By telling a straightforward science fiction yarn and overlaying the wildly charismatic characters from the TV series, The Orville #1: Artifacts completely understands the assignment. This issue is a winner with a fully realized adventure, great character moments for many of the players involved, and absolutely sumptuous visuals.
The Orville is docked at a space station from their federation of sentients, called The Union. The captain and his slacker-minded helmsman/best friend run into an old professor who has a line on an ancient mystery hidden in the stars. Each one of them reacts differently to this blast from the past, and that framing actually serves the story as it moves into the unknown.
There's also a super complex personal relationship here that plays into the disposition of the catalyst character. This wonderful, weird science fiction presentation gives Gordon a chance to play against type, which is so much of a nice surprise.
The script by David A. Goodman — who would certainly be the one to know these characters and this universe — balances every element perfectly, with John hitting a perfect one-liner in a meeting, Gordon being perfectly in character. And even Ed's decision-making process was shown. The artwork from David Cabeza, Michael Atiyeh, Richard Starkings, and Jimmy Betancourt presents an almost screen-ready, hyper-accurate look at the universe of The Orville, and there's a scene late in the book that really hits hard with that "relative" realism.

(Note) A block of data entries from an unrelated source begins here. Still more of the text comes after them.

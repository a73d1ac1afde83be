//! 批处理编排器 - 编排层
//!
//! ## 职责
//!
//! 本模块是整个应用的入口，负责批量日志的处理和资源管理。
//!
//! ## 核心功能
//!
//! 1. **应用初始化**：启动日志、清理下载目录、加载任务、启动浏览器
//! 2. **顺序处理**：逐条走完每条日志，阵容不一致的跳过
//! 3. **资源管理**：无论成功失败，浏览器会话恰好关闭一次
//! 4. **全局统计**：汇总处理结果并写入 JSON 报告
//!
//! ## 设计特点
//!
//! - **顶层编排**：不处理单条日志的细节，向下委托 LogFlow
//! - **严格顺序**：浏览器只有一个可导航的文档，日志之间不能并发
//! - **失败语义**：阵容不一致只跳过当前日志；
//!   元素定位失败视为致命错误，中止批次但仍然关闭会话

use crate::browser;
use crate::config::Config;
use crate::error::AppError;
use crate::infrastructure::{CdpClient, PageClient};
use crate::models::{load_batch_job, BatchJob};
use crate::services::{exporter, CompositionGuard};
use crate::workflow::{LogCtx, LogFlow, ProcessResult};
use anyhow::Result;
use serde::Serialize;
use std::fs;
use std::path::Path;
use std::time::Duration;
use tokio::time::sleep;
use tracing::{error, info, warn};

/// 应用主结构
pub struct App {
    config: Config,
    job: BatchJob,
    client: CdpClient,
}

impl App {
    /// 初始化应用
    pub async fn initialize(config: Config) -> Result<Self> {
        // 初始化日志文件
        init_log_file(&config.output_log_file)?;

        log_startup(&config);

        // 加载批处理任务（筛选类型非法时在这里失败，不会启动浏览器）
        let job = load_batch_job(Path::new(&config.batch_file)).await?;

        // 清理上一次运行留下的导出文件
        exporter::clean_download_dir(Path::new(&config.download_dir))?;

        // 启动浏览器
        let (browser, handler, page) = browser::launch_browser(&config, job.headless).await?;
        let client = CdpClient::new(browser, handler, page, &config);

        Ok(Self {
            config,
            job,
            client,
        })
    }

    /// 运行应用主逻辑
    pub async fn run(&self) -> Result<()> {
        let stats = run_batch(&self.client, &self.job, &self.config).await?;

        write_report(&stats, &self.config.report_file)?;
        print_final_stats(&stats, &self.config);

        Ok(())
    }
}

/// 处理统计
#[derive(Debug, Default, Serialize)]
pub struct BatchStats {
    pub total: usize,
    pub exported: usize,
    pub skipped: usize,
    pub outcomes: Vec<LogOutcome>,
}

/// 单条日志的处理结果
#[derive(Debug, Serialize)]
pub struct LogOutcome {
    pub url: String,
    pub status: String,
}

/// 运行整个批次
///
/// 无论批次在哪一步失败，浏览器会话都会在错误向上传播之前
/// 恰好关闭一次（shutdown 本身幂等，日志列表为空时也会关闭）
pub async fn run_batch(
    client: &dyn PageClient,
    job: &BatchJob,
    config: &Config,
) -> Result<BatchStats> {
    let outcome = process_logs(client, job, config).await;

    // 等一小段时间，让最后触发的下载落盘
    sleep(Duration::from_millis(config.settle_delay_ms)).await;

    if let Err(e) = client.shutdown().await {
        error!("关闭浏览器会话失败: {}", e);
    }

    outcome
}

/// 顺序处理所有日志
async fn process_logs(
    client: &dyn PageClient,
    job: &BatchJob,
    config: &Config,
) -> Result<BatchStats> {
    let total = job.logs.len();
    let mut stats = BatchStats {
        total,
        ..Default::default()
    };

    if job.logs.is_empty() {
        warn!("⚠️ 日志列表为空，没有可处理的内容");
        return Ok(stats);
    }

    let flow = LogFlow::new(config, job.filter);
    let mut guard = CompositionGuard::new();

    for (idx, target) in job.logs.iter().enumerate() {
        let ctx = LogCtx::new(target.url.clone(), idx + 1, total);
        info!("\n📄 开始处理日志 {}/{}...", ctx.log_index, total);

        match flow.run(client, &mut guard, &ctx).await {
            Ok(ProcessResult::Exported) => {
                stats.exported += 1;
                stats.outcomes.push(LogOutcome {
                    url: target.url.clone(),
                    status: "exported".to_string(),
                });
                info!("✓ 日志 {}/{} 处理完成", ctx.log_index, total);
            }
            Ok(ProcessResult::Skipped) => {
                stats.skipped += 1;
                stats.outcomes.push(LogOutcome {
                    url: target.url.clone(),
                    status: "skipped".to_string(),
                });
            }
            Err(e) => {
                error!("{} ❌ 处理过程中发生致命错误: {}", ctx, e);
                return Err(e);
            }
        }
    }

    Ok(stats)
}

// ========== 日志辅助函数 ==========

fn init_log_file(log_file_path: &str) -> Result<()> {
    let log_header = format!(
        "{}\n日志导出记录 - {}\n{}\n\n",
        "=".repeat(60),
        chrono::Local::now().format("%Y-%m-%d %H:%M:%S"),
        "=".repeat(60)
    );
    fs::write(log_file_path, log_header)?;
    Ok(())
}

fn log_startup(config: &Config) {
    info!("{}", "=".repeat(60));
    info!("🚀 程序启动 - 战斗日志 CSV 导出");
    info!("📁 任务文件: {}", config.batch_file);
    info!("📂 下载目录: {}", config.download_dir);
    info!("{}", "=".repeat(60));
}

fn write_report(stats: &BatchStats, report_path: &str) -> Result<()> {
    let json = serde_json::to_string_pretty(stats)?;
    fs::write(report_path, json)
        .map_err(|e| AppError::file_write_failed(report_path, e))?;
    Ok(())
}

fn print_final_stats(stats: &BatchStats, config: &Config) {
    info!("\n{}", "=".repeat(60));
    info!("📊 全部处理完成统计");
    info!(
        "完成时间: {}",
        chrono::Local::now().format("%Y-%m-%d %H:%M:%S")
    );
    info!("{}", "=".repeat(60));
    info!("✅ 已导出: {}/{}", stats.exported, stats.total);
    info!("⏭️ 已跳过: {}", stats.skipped);
    info!("{}", "=".repeat(60));
    info!("\n报告已保存至: {}", config.report_file);
}
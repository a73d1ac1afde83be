//! 阵容提取服务 - 业务能力层
//!
//! 只负责从总览页 DOM 中提取团队阵容，不关心校验和流程
//!
//! 站点把每个成员渲染成带 composition-entry 类的片段，
//! 职业名出现在片段内的引号属性值里，用正则把引号包住的
//! 纯字母串抓出来即可。解析逻辑和页面结构强耦合，
//! 所以集中在这一个模块里

use crate::config::Config;
use crate::error::AppResult;
use crate::infrastructure::PageClient;
use crate::models::Composition;
use anyhow::{anyhow, Result};
use regex::Regex;
use scraper::{Html, Selector};
use std::time::Duration;
use tracing::debug;

/// 总览页阵容表格的选择器
pub const COMPOSITION_TABLE_SELECTOR: &str = "table.composition-table";

/// 成员片段的选择器
pub const COMPOSITION_ENTRY_SELECTOR: &str = ".composition-entry";

/// 引号包住的纯字母职业名
const JOB_TOKEN_PATTERN: &str = r#""[A-Za-z]+""#;

/// 阵容提取服务
///
/// 职责：
/// - 等待阵容表格加载完成
/// - 读取页面并提取职业名列表
/// - 不出现 Vec<LogTarget>
/// - 不关心流程顺序
pub struct CompositionExtractor {
    wait_timeout: Duration,
}

impl CompositionExtractor {
    /// 创建新的提取服务
    pub fn new(config: &Config) -> Self {
        Self {
            wait_timeout: Duration::from_secs(config.wait_timeout_secs),
        }
    }

    /// 等待总览页就绪并提取阵容
    pub async fn fetch_composition(&self, client: &dyn PageClient) -> Result<Composition> {
        self.wait_for_table(client).await?;
        let html = client.read_page().await?;
        extract_composition(&html)
    }

    async fn wait_for_table(&self, client: &dyn PageClient) -> AppResult<()> {
        client
            .wait_for(COMPOSITION_TABLE_SELECTOR, self.wait_timeout)
            .await
    }
}

/// 从页面 DOM 文本中提取阵容
///
/// 按文档顺序返回职业名；没有任何匹配时返回空阵容而不是报错，
/// 空阵容是否算不一致由校验方决定
pub fn extract_composition(html: &str) -> Result<Composition> {
    let entry_selector = Selector::parse(COMPOSITION_ENTRY_SELECTOR)
        .map_err(|e| anyhow!("无效的选择器 {}: {}", COMPOSITION_ENTRY_SELECTOR, e))?;
    let token_re = Regex::new(JOB_TOKEN_PATTERN)?;

    let document = Html::parse_document(html);
    let mut tokens = Vec::new();

    for entry in document.select(&entry_selector) {
        let fragment = entry.html();
        for m in token_re.find_iter(&fragment) {
            tokens.push(m.as_str().trim_matches('"').to_string());
        }
    }

    debug!("提取到 {} 个职业名", tokens.len());
    Ok(Composition::from_tokens(tokens))
}
use fflogs_export::browser::launch_browser;
use fflogs_export::config::Config;
use fflogs_export::infrastructure::{CdpClient, PageClient};
use fflogs_export::logger;
use fflogs_export::models::load_batch_job;
use fflogs_export::services::CompositionGuard;
use fflogs_export::workflow::{LogCtx, LogFlow};
use std::io::Write;

#[tokio::test]
#[ignore] // 默认忽略，需要本机有 Chrome：cargo test -- --ignored
async fn test_browser_launch_and_idempotent_shutdown() {
    // 初始化日志
    logger::init();

    let config = Config::default();

    let (browser, handler, page) = launch_browser(&config, true)
        .await
        .expect("启动浏览器失败");
    let client = CdpClient::new(browser, handler, page, &config);

    client
        .navigate("https://example.com")
        .await
        .expect("导航失败");

    let url = client.current_url().await.expect("读取地址失败");
    assert!(url.contains("example.com"));

    // 重复关闭应该是安全的
    client.shutdown().await.expect("关闭浏览器失败");
    client.shutdown().await.expect("重复关闭应该是空操作");
}

#[tokio::test]
#[ignore] // 需要真实的日志链接：TEST_LOG_URL=... cargo test -- --ignored
async fn test_single_log_export() {
    // 初始化日志
    logger::init();

    let log_url = std::env::var("TEST_LOG_URL").expect("请设置 TEST_LOG_URL 环境变量");

    let config = Config::default();
    let job_filter = fflogs_export::models::EncounterFilter::All;

    let (browser, handler, page) = launch_browser(&config, true)
        .await
        .expect("启动浏览器失败");
    let client = CdpClient::new(browser, handler, page, &config);

    let flow = LogFlow::new(&config, job_filter);
    let mut guard = CompositionGuard::new();
    let ctx = LogCtx::new(log_url, 1, 1);

    let result = flow.run(&client, &mut guard, &ctx).await;

    client.shutdown().await.expect("关闭浏览器失败");
    result.expect("日志处理失败");

    // 第一条日志的阵容应该已成为基准
    assert!(guard.reference().is_some());
}

#[tokio::test]
async fn test_load_batch_file() {
    let mut file = tempfile::NamedTempFile::new().expect("创建临时文件失败");
    file.write_all(
        br#"
logs = [
    "https://www.fflogs.com/reports/aaaabbbbccccdddd",
    "https://www.fflogs.com/reports/eeeeffffgggghhhh",
    "https://www.fflogs.com/reports/iiiijjjjkkkkllll",
]
encounters = "wipes"
"#,
    )
    .expect("写入临时文件失败");

    let job = load_batch_job(file.path()).await.expect("加载任务失败");

    assert_eq!(job.logs.len(), 3);
    assert_eq!(job.filter, fflogs_export::models::EncounterFilter::Wipes);
    assert!(job.headless);
}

The best part is that this is a complete story. You surely want to see what's next, but if you don't, you have a beginning, middle, and end of this story. That's a great accomplishment in and of itself, given how enjoyable that trip is. This is a great book. RATING: BUY.
The Orville #1: Artifacts
By David A. Goodman, David Cabeza, Michael Atiyeh
When Ed bumps into his old astro-archaeology teacher, the professor asks for assistance in his pursuit of the lost fleet of the Zankon, whose systems-spanning empire rose and fell millions of years ago, according to legend. However, doing so means taking the Orville into a system so hazardous no ship has ever successfully navigated it.